The operation took about eight hours. He removed the abnormal cartilage at the top of her windpipe, drilled a hole between her vocal cords so they could move and used additional cartilage from one of her ribs to build her a new, bigger voice box, which he attached to the top of her windpipe.
He also inserted a round tube called a stent to hold the new voice box open. The stent stayed in for nine months while everything healed, to ensure that no scar tissue would form and close off her throat.
One of Delayza’s vocal cords is now working, enough that she can – for the first time – learn to speak normally.
“She has one vocal cord that works well now and one that doesn’t, but seems like that she’s able to compensate enough with the one that does work, that we can still achieve the goals that we want,” Lam said.

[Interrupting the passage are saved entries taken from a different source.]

//! JSON-RPC message construction and typed response parsing.

use super::error::McpError;
use rust_mcp_schema::schema_utils::ServerMessage;
use rust_mcp_schema::{
    CallToolResult, ClientCapabilities, Implementation, InitializeRequestParams, InitializeResult,
    ListToolsResult, PaginatedRequestParams, LATEST_PROTOCOL_VERSION,
};
use serde_json::Value;

pub(crate) fn client_details() -> InitializeRequestParams {
    InitializeRequestParams {
        capabilities: ClientCapabilities::default(),
        client_info: Implementation {
            name: "toolgate".to_string(),
            version: env!("CARGO_PKG_VERSION").to_string(),
            title: Some("Toolgate MCP Client".to_string()),
            description: Some("Toolgate MCP session gateway".to_string()),
            icons: Vec::new(),
            website_url: Some("https://github.com/permacommons/toolgate".to_string()),
        },
        meta: None,
        protocol_version: LATEST_PROTOCOL_VERSION.to_string(),
    }
}

pub(crate) fn paginated_params(cursor: Option<String>) -> Option<PaginatedRequestParams> {
    cursor.map(|cursor| PaginatedRequestParams {
        cursor: Some(cursor),
        meta: None,
    })
}

pub(crate) fn parse_initialize_result(message: ServerMessage) -> Result<InitializeResult, McpError> {
    let value = parse_response_value(message)?;
    let result = serde_json::from_value::<InitializeResult>(value)
        .map_err(|err| McpError::Transport(err.to_string()))?;
    if result.protocol_version.trim().is_empty() {
        return Err(McpError::Transport(
            "unexpected initialize response".to_string(),
        ));
    }
    Ok(result)
}

pub(crate) fn parse_list_tools(message: ServerMessage) -> Result<ListToolsResult, McpError> {
    parse_response(message)
}

pub(crate) fn parse_call_tool(message: ServerMessage) -> Result<CallToolResult, McpError> {
    parse_response(message)
}

fn parse_response<T: serde::de::DeserializeOwned>(message: ServerMessage) -> Result<T, McpError> {
    let value = parse_response_value(message)?;
    serde_json::from_value::<T>(value).map_err(|err| McpError::Transport(err.to_string()))
}

pub(crate) fn parse_response_value(message: ServerMessage) -> Result<Value, McpError> {
    match message {
        ServerMessage::Response(response) => serde_json::to_value(&response.result)
            .map_err(|err| McpError::Transport(err.to_string())),
        ServerMessage::Error(error) => Err(McpError::from_rpc(&error.error)),
        other => Err(McpError::Transport(format!(
            "unexpected MCP server message: {other:?}"
        ))),
    }
}

#[cfg(test)]
mod tests {
    use super::*;

    #[test]
    fn parse_initialize_rejects_blank_protocol_version() {
        let message = serde_json::from_value(serde_json::json!({
            "jsonrpc": "2.0",
            "id": 1,
            "result": {
                "capabilities": {},
                "protocolVersion": " ",
                "serverInfo": {"name": "x", "version": "1.0.0"}
            }
        }))
        .expect("message should parse");

        assert!(parse_initialize_result(message).is_err());
    }

    #[test]
    fn parse_response_surfaces_rpc_errors_with_code() {
        let message = serde_json::from_value(serde_json::json!({
            "jsonrpc": "2.0",
            "id": 2,
            "error": {"code": -32601, "message": "Method not found"}
        }))
        .expect("message should parse");

        match parse_response_value(message) {
            Err(McpError::Rpc { code, .. }) => assert_eq!(code, -32601),
            other => panic!("expected Rpc error, got {other:?}"),
        }
    }

    #[test]
    fn parse_list_tools_reads_tool_names() {
        let message = serde_json::from_value(serde_json::json!({
            "jsonrpc": "2.0",
            "id": 3,
            "result": {
                "tools": [
                    {"name": "add", "inputSchema": {"type": "object"}},
                    {"name": "lookup", "inputSchema": {"type": "object"}}
                ]
            }
        }))
        .expect("message should parse");

        let list = parse_list_tools(message).expect("tools should parse");
        let names: Vec<&str> = list.tools.iter().map(|tool| tool.name.as_str()).collect();
        assert_eq!(names, vec!["add", "lookup"]);
    }
}
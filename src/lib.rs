//! Toolgate is a resilient MCP tool-session gateway for chat-agent backends.
//!
//! The crate is organized around a small set of collaborating layers:
//! - [`core`] owns endpoint configuration and the correlation-ID generator
//!   used to tie together the log lines of one logical operation.
//! - [`mcp`] provides the Model Context Protocol integration: the SSE
//!   transport session, the session manager that owns every session plus the
//!   merged tool registry, and the transport-aware tool-call dispatcher.
//!
//! The runtime entrypoint lives in the binary crate (`src/main.rs`), which
//! constructs an [`mcp::McpSessionManager`] at startup, drives it through
//! [`mcp::McpSessionManager::initialize`], and tears it down with
//! [`mcp::McpSessionManager::shutdown`] on exit.

pub mod core;
pub mod mcp;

Lam said Delayza had been working with voice therapists for a couple of months before he saw her again and heard her speak for the first time.
“That was a really a really cool moment, a really exciting moment for me,” he said.
One of the first phrases she learned to say was “I love you, Mom.”
“She would use her hands to say to say ‘I love you,’ ” Diaz said. “When she said it, it was just exciting.”
Delayza’s voice is still low and raw.
It still surprises her mom to hear it around the house. “I’ll just hear her and like ‘Whoa. Is that you again?’ ” Diaz said. “I forget she can have like a strong, older person’s voice.”
Even their dog Nico, a chihuahua/pit bull mix, is still getting used to it. He starts barking when he hears Delayza talk.
Lam said he’s hopeful it will improve with practice.
“She’s definitely way more intelligible and understandable and I think can clearly communicate better when she uses that her new voice compared to the way that she spoke before,” Lam said.
Thanks to the surgery, she might also get the plastic tube that helps her breathe – a tracheostomy tube – taken out of her throat some day.
Ultimately, Lam is hopeful that this new voice will change the trajectory of Delayza’s life.
“Even from a safety standpoint, I mean, if you are in a situation where you need to call out for help … if no one can understand what’s she’s saying or what she needs, that could be a problem,” he said. “I think it certainly can open a lot of doors for her that maybe would have stayed closed before.”